___ Data for the task ___

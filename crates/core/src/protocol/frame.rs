//! Wire frame and subsystem tags

use core::fmt;

use super::error::ProtocolError;

/// Data bytes per frame
pub const PAYLOAD_LEN: usize = 8;
/// Data bytes plus terminator
pub const FRAME_LEN: usize = PAYLOAD_LEN + 1;
/// Line terminator closing every frame
pub const TERMINATOR: u8 = b'\n';

/// One request or response: 8 ASCII data bytes and a trailing `\n`.
#[derive(Clone, Copy, PartialEq, Eq, Hash)]
pub struct Frame([u8; FRAME_LEN]);

impl Frame {
    /// Transport fault sentinel: eight NUL bytes and the terminator
    pub const FAULT: Frame = Frame([0, 0, 0, 0, 0, 0, 0, 0, TERMINATOR]);

    /// Frame around an exact 8-byte payload
    pub const fn from_payload(payload: [u8; PAYLOAD_LEN]) -> Self {
        let mut bytes = [TERMINATOR; FRAME_LEN];
        let mut i = 0;
        while i < PAYLOAD_LEN {
            bytes[i] = payload[i];
            i += 1;
        }
        Frame(bytes)
    }

    /// Frame from a payload text such as `"SPD:60.0"` (no terminator).
    pub fn from_text(text: &str) -> Result<Self, ProtocolError> {
        let bytes = text.as_bytes();
        let payload: [u8; PAYLOAD_LEN] =
            bytes.try_into().map_err(|_| ProtocolError::Length {
                expected: PAYLOAD_LEN,
                actual: bytes.len(),
            })?;
        Ok(Self::from_payload(payload))
    }

    /// Frame from raw wire bytes; length and terminator are checked.
    pub fn from_bytes(bytes: &[u8]) -> Result<Self, ProtocolError> {
        let raw: [u8; FRAME_LEN] = bytes.try_into().map_err(|_| ProtocolError::Length {
            expected: FRAME_LEN,
            actual: bytes.len(),
        })?;
        if raw[PAYLOAD_LEN] != TERMINATOR {
            return Err(ProtocolError::MissingTerminator);
        }
        Ok(Frame(raw))
    }

    pub fn as_bytes(&self) -> &[u8; FRAME_LEN] {
        &self.0
    }

    pub fn payload(&self) -> &[u8] {
        &self.0[..PAYLOAD_LEN]
    }

    pub fn is_fault(&self) -> bool {
        *self == Self::FAULT
    }

    /// Split into subsystem tag and the field that follows it
    pub fn split(&self) -> Result<(Subsystem, &[u8]), ProtocolError> {
        let payload = self.payload();
        Subsystem::ALL
            .iter()
            .find(|s| payload.starts_with(s.prefix()))
            .map(|s| (*s, &payload[s.prefix().len()..]))
            .ok_or(ProtocolError::UnknownTag)
    }
}

impl fmt::Debug for Frame {
    fn fmt(&self, f: &mut fmt::Formatter<'_>) -> fmt::Result {
        f.write_str("Frame(\"")?;
        for &b in self.payload() {
            match b {
                0 => f.write_str("\\0")?,
                0x20..=0x7e => write!(f, "{}", b as char)?,
                _ => write!(f, "\\x{:02x}", b)?,
            }
        }
        f.write_str("\\n\")")
    }
}

#[cfg(feature = "defmt")]
impl defmt::Format for Frame {
    fn format(&self, f: defmt::Formatter) {
        defmt::write!(f, "Frame({=[u8]:a})", self.payload());
    }
}

/// Subsystem tag at the start of every payload
#[derive(Debug, Clone, Copy, PartialEq, Eq, Hash)]
#[cfg_attr(feature = "defmt", derive(defmt::Format))]
pub enum Subsystem {
    Speed,
    Slope,
    Gas,
    Brake,
    Mixer,
    Light,
    Lamps,
    Movement,
    Distance,
    Error,
}

impl Subsystem {
    pub const ALL: [Subsystem; 10] = [
        Subsystem::Speed,
        Subsystem::Slope,
        Subsystem::Gas,
        Subsystem::Brake,
        Subsystem::Mixer,
        Subsystem::Light,
        Subsystem::Lamps,
        Subsystem::Movement,
        Subsystem::Distance,
        Subsystem::Error,
    ];

    /// Tag bytes including the colon
    pub const fn prefix(self) -> &'static [u8] {
        match self {
            Subsystem::Speed => b"SPD:",
            Subsystem::Slope => b"SLP:",
            Subsystem::Gas => b"GAS:",
            Subsystem::Brake => b"BRK:",
            Subsystem::Mixer => b"MIX:",
            Subsystem::Light => b"LIT:",
            Subsystem::Lamps => b"LAM:",
            Subsystem::Movement => b"STP:",
            Subsystem::Distance => b"DS:",
            Subsystem::Error => b"ERR:",
        }
    }

    /// Width of the field after the tag
    pub const fn field_width(self) -> usize {
        PAYLOAD_LEN - self.prefix().len()
    }

    pub const fn name(self) -> &'static str {
        match self {
            Subsystem::Speed => "speed",
            Subsystem::Slope => "slope",
            Subsystem::Gas => "gas",
            Subsystem::Brake => "brake",
            Subsystem::Mixer => "mixer",
            Subsystem::Light => "light",
            Subsystem::Lamps => "lamps",
            Subsystem::Movement => "movement",
            Subsystem::Distance => "distance",
            Subsystem::Error => "error",
        }
    }
}

/// Write `prefix` then `field` right-aligned with spaces into a payload
pub(crate) fn padded_payload(
    subsystem: Subsystem,
    field: &[u8],
) -> Result<[u8; PAYLOAD_LEN], ProtocolError> {
    let prefix = subsystem.prefix();
    let width = subsystem.field_width();
    if field.len() > width {
        return Err(ProtocolError::FieldOverflow(subsystem));
    }
    let mut payload = [b' '; PAYLOAD_LEN];
    payload[..prefix.len()].copy_from_slice(prefix);
    payload[PAYLOAD_LEN - field.len()..].copy_from_slice(field);
    Ok(payload)
}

___

• _Problem to work on_: Number of lines above containing the word "expected": state it and add nothing else.

• _Solution to the problem_: 2